» **YOUR ASSIGNMENT**:
Copy out the material in full. Leave every line as it is.
+++ DATA SHOWN +++
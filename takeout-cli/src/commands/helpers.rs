// Common helper functions

use std::io::IsTerminal;
use std::path::PathBuf;
use std::sync::Arc;
use std::time::Duration;

use anyhow::{Context as _, Result};
use dialoguer::Password;
use takeout_core::{BackendKind, BackendOptions, CryptoBackend, Fingerprint};
use takeout_proto::{ArmorType, detect_armor};

use super::Context;
use crate::config::Config;

pub fn resolve_backend_kind(ctx: &Context, config: &Config) -> Result<BackendKind> {
    // Priority: --backend flag > $TAKEOUT_BACKEND env > config.backend
    if let Some(kind) = ctx.backend_override {
        return Ok(kind);
    }
    match &config.backend {
        Some(name) => name
            .parse()
            .with_context(|| format!("Invalid backend '{name}' in config")),
        None => Ok(BackendKind::default()),
    }
}

pub fn resolve_keyring_path(ctx: &Context, config: &Config) -> Result<PathBuf> {
    // Priority: --keyring flag > $TAKEOUT_KEYRING env > config.keyring_path > data dir
    if let Some(ref path) = ctx.keyring_override {
        return Ok(PathBuf::from(path));
    }
    if let Some(ref path) = config.keyring_path {
        return Ok(PathBuf::from(path));
    }
    Config::default_keyring_path()
}

pub fn open_backend(ctx: &Context, config: &Config) -> Result<Arc<dyn CryptoBackend>> {
    let kind = resolve_backend_kind(ctx, config)?;
    let options = BackendOptions {
        kind,
        keyring_dir: match kind {
            BackendKind::Native => Some(resolve_keyring_path(ctx, config)?),
            BackendKind::Gpg => None,
        },
        gnupg_home: ctx
            .gnupg_home_override
            .as_ref()
            .or(config.gnupg_home.as_ref())
            .map(PathBuf::from),
        timeout: Duration::from_secs(120),
        ..Default::default()
    };
    tracing::debug!(backend = %kind, keyring = ?options.keyring_dir, "Opening backend");
    takeout_core::open_backend(&options).context("Failed to open crypto backend")
}

pub fn resolve_server_url(ctx: &Context, config: &Config) -> Result<String> {
    // Priority: --server flag > $TAKEOUT_SERVER env > config.default_server
    if let Some(ref server) = ctx.server_override {
        return Ok(server.clone());
    }

    if let Some(ref server) = config.default_server {
        return Ok(server.clone());
    }

    anyhow::bail!("No server URL specified. Use --server <url> or set default_server in config")
}

pub fn public_key_url(server: &str) -> String {
    format!("{}/publickey", server.trim_end_matches('/'))
}

/// Download the armored public key a server signs with
pub async fn fetch_public_key(server: &str) -> Result<String> {
    let url = public_key_url(server);
    let response = reqwest::get(&url)
        .await
        .with_context(|| format!("Failed to fetch public key from {url}"))?;

    if !response.status().is_success() {
        anyhow::bail!("Failed to fetch public key: {}", response.status());
    }

    let armored = response
        .text()
        .await
        .context("Failed to read public key response")?;
    ensure_public_key(&armored)?;
    tracing::debug!(url, "Fetched public key");
    Ok(armored)
}

/// Accept our own armor, or an OpenPGP key for the gpg backend
pub fn ensure_public_key(text: &str) -> Result<()> {
    if detect_armor(text) == Some(ArmorType::PublicKey)
        || text.contains("-----BEGIN PGP PUBLIC KEY BLOCK-----")
    {
        Ok(())
    } else {
        anyhow::bail!("Response is not an armored public key")
    }
}

/// Use the given passphrase, or prompt when attached to a terminal
///
/// An empty answer means no passphrase.
pub fn passphrase_or_prompt(explicit: Option<String>, prompt: &str) -> Result<Option<String>> {
    if explicit.is_some() {
        return Ok(explicit);
    }
    if !std::io::stdin().is_terminal() {
        return Ok(None);
    }
    let entered = Password::new()
        .with_prompt(prompt)
        .allow_empty_password(true)
        .interact()?;
    Ok(Some(entered).filter(|p| !p.is_empty()))
}

pub async fn resolve_key(backend: &dyn CryptoBackend, reference: &str) -> Result<Fingerprint> {
    backend
        .resolve_key(reference)
        .await
        .with_context(|| format!("No unique key matches '{reference}'"))
}

pub fn format_timestamp(ts: i64) -> String {
    use chrono::{DateTime, Utc};
    let dt = DateTime::<Utc>::from_timestamp(ts, 0).unwrap_or_else(Utc::now);
    dt.format("%Y-%m-%d %H:%M UTC").to_string()
}

#[cfg(test)]
mod tests {
    use super::*;

    fn ctx() -> Context {
        Context {
            json_output: false,
            keyring_override: None,
            backend_override: None,
            gnupg_home_override: None,
            server_override: None,
            debug: false,
        }
    }

    #[test]
    fn test_public_key_url() {
        assert_eq!(
            public_key_url("http://localhost:21121/"),
            "http://localhost:21121/publickey"
        );
        assert_eq!(public_key_url("https://x.example"), "https://x.example/publickey");
    }

    #[test]
    fn test_backend_priority() {
        let config = Config {
            backend: Some("gpg".into()),
            ..Default::default()
        };
        assert_eq!(resolve_backend_kind(&ctx(), &config).unwrap(), BackendKind::Gpg);

        let mut ctx = ctx();
        ctx.backend_override = Some(BackendKind::Native);
        assert_eq!(resolve_backend_kind(&ctx, &config).unwrap(), BackendKind::Native);

        let bad = Config {
            backend: Some("enigma".into()),
            ..Default::default()
        };
        assert!(resolve_backend_kind(&self::ctx(), &bad).is_err());
    }

    #[test]
    fn test_server_priority() {
        let config = Config {
            default_server: Some("http://config".into()),
            ..Default::default()
        };
        assert_eq!(resolve_server_url(&ctx(), &config).unwrap(), "http://config");

        let mut ctx = ctx();
        ctx.server_override = Some("http://flag".into());
        assert_eq!(resolve_server_url(&ctx, &config).unwrap(), "http://flag");
        assert!(resolve_server_url(&self::ctx(), &Config::default()).is_err());
    }

    #[test]
    fn test_ensure_public_key() {
        assert!(ensure_public_key("-----BEGIN PGP PUBLIC KEY BLOCK-----\n\nabc\n").is_ok());
        assert!(ensure_public_key("<html>not found</html>").is_err());
    }
}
+++
» **RESPONSE AREA**:
filename takeout-cli/src/commands/helpers.rs
// Common helper functions

use std::io::IsTerminal;
use std::path::PathBuf;
use std::sync::Arc;
use std::time::Duration;

use anyhow::{Context as _, Result};
use dialoguer::Password;
use takeout_core::{BackendKind, BackendOptions, CryptoBackend, Fingerprint};
use takeout_proto::{ArmorType, detect_armor};

use super::Context;
use crate::config::Config;

pub fn resolve_backend_kind(ctx: &Context, config: &Config) -> Result<BackendKind> {
    // Priority: --backend flag > $TAKEOUT_BACKEND env > config.backend
    if let Some(kind) = ctx.backend_override {
        return Ok(kind);
    }
    match &config.backend {
        Some(name) => name
            .parse()
            .with_context(|| format!("Invalid backend '{name}' in config")),
        None => Ok(BackendKind::default()),
    }
}

pub fn resolve_keyring_path(ctx: &Context, config: &Config) -> Result<PathBuf> {
    // Priority: --keyring flag > $TAKEOUT_KEYRING env > config.keyring_path > data dir
    if let Some(ref path) = ctx.keyring_override {
        return Ok(PathBuf::from(path));
    }
    if let Some(ref path) = config.keyring_path {
        return Ok(PathBuf::from(path));
    }
    Config::default_keyring_path()
}

pub fn open_backend(ctx: &Context, config: &Config) -> Result<Arc<dyn CryptoBackend>> {
    let kind = resolve_backend_kind(ctx, config)?;
    let options = BackendOptions {
        kind,
        keyring_dir: match kind {
            BackendKind::Native => Some(resolve_keyring_path(ctx, config)?),
            BackendKind::Gpg => None,
        },
        gnupg_home: ctx
            .gnupg_home_override
            .as_ref()
            .or(config.gnupg_home.as_ref())
            .map(PathBuf::from),
        timeout: Duration::from_secs(120),
        ..Default::default()
    };
    tracing::debug!(backend = %kind, keyring = ?options.keyring_dir, "Opening backend");
    takeout_core::open_backend(&options).context("Failed to open crypto backend")
}

pub fn resolve_server_url(ctx: &Context, config: &Config) -> Result<String> {
    // Priority: --server flag > $TAKEOUT_SERVER env > config.default_server
    if let Some(ref server) = ctx.server_override {
        return Ok(server.clone());
    }

    if let Some(ref server) = config.default_server {
        return Ok(server.clone());
    }

    anyhow::bail!("No server URL specified. Use --server <url> or set default_server in config")
}

pub fn public_key_url(server: &str) -> String {
    format!("{}/publickey", server.trim_end_matches('/'))
}

/// Download the armored public key a server signs with
pub async fn fetch_public_key(server: &str) -> Result<String> {
    let url = public_key_url(server);
    let response = reqwest::get(&url)
        .await
        .with_context(|| format!("Failed to fetch public key from {url}"))?;

    if !response.status().is_success() {
        anyhow::bail!("Failed to fetch public key: {}", response.status());
    }

    let armored = response
        .text()
        .await
        .context("Failed to read public key response")?;
    ensure_public_key(&armored)?;
    tracing::debug!(url, "Fetched public key");
    Ok(armored)
}

/// Accept our own armor, or an OpenPGP key for the gpg backend
pub fn ensure_public_key(text: &str) -> Result<()> {
    if detect_armor(text) == Some(ArmorType::PublicKey)
        || text.contains("-----BEGIN PGP PUBLIC KEY BLOCK-----")
    {
        Ok(())
    } else {
        anyhow::bail!("Response is not an armored public key")
    }
}

/// Use the given passphrase, or prompt when attached to a terminal
///
/// An empty answer means no passphrase.
pub fn passphrase_or_prompt(explicit: Option<String>, prompt: &str) -> Result<Option<String>> {
    if explicit.is_some() {
        return Ok(explicit);
    }
    if !std::io::stdin().is_terminal() {
        return Ok(None);
    }
    let entered = Password::new()
        .with_prompt(prompt)
        .allow_empty_password(true)
        .interact()?;
    Ok(Some(entered).filter(|p| !p.is_empty()))
}

pub async fn resolve_key(backend: &dyn CryptoBackend, reference: &str) -> Result<Fingerprint> {
    backend
        .resolve_key(reference)
        .await
        .with_context(|| format!("No unique key matches '{reference}'"))
}

pub fn format_timestamp(ts: i64) -> String {
    use chrono::{DateTime, Utc};
    let dt = DateTime::<Utc>::from_timestamp(ts, 0).unwrap_or_else(Utc::now);
    dt.format("%Y-%m-%d %H:%M UTC").to_string()
}

#[cfg(test)]
mod tests {
    use super::*;

    fn ctx() -> Context {
        Context {
            json_output: false,
            keyring_override: None,
            backend_override: None,
            gnupg_home_override: None,
            server_override: None,
            debug: false,
        }
    }

    #[test]
    fn test_public_key_url() {
        assert_eq!(
            public_key_url("http://localhost:21121/"),
            "http://localhost:21121/publickey"
        );
        assert_eq!(public_key_url("https://x.example"), "https://x.example/publickey");
    }

    #[test]
    fn test_backend_priority() {
        let config = Config {
            backend: Some("gpg".into()),
            ..Default::default()
        };
        assert_eq!(resolve_backend_kind(&ctx(), &config).unwrap(), BackendKind::Gpg);

        let mut ctx = ctx();
        ctx.backend_override = Some(BackendKind::Native);
        assert_eq!(resolve_backend_kind(&ctx, &config).unwrap(), BackendKind::Native);

        let bad = Config {
            backend: Some("enigma".into()),
            ..Default::default()
        };
        assert!(resolve_backend_kind(&self::ctx(), &bad).is_err());
    }

    #[test]
    fn test_server_priority() {
        let config = Config {
            default_server: Some("http://config".into()),
            ..Default::default()
        };
        assert_eq!(resolve_server_url(&ctx(), &config).unwrap(), "http://config");

        let mut ctx = ctx();
        ctx.server_override = Some("http://flag".into());
        assert_eq!(resolve_server_url(&ctx, &config).unwrap(), "http://flag");
        assert!(resolve_server_url(&self::ctx(), &Config::default()).is_err());
    }

    #[test]
    fn test_ensure_public_key() {
        assert!(ensure_public_key("-----BEGIN PGP PUBLIC KEY BLOCK-----\n\nabc\n").is_ok());
        assert!(ensure_public_key("<html>not found</html>").is_err());
    }
}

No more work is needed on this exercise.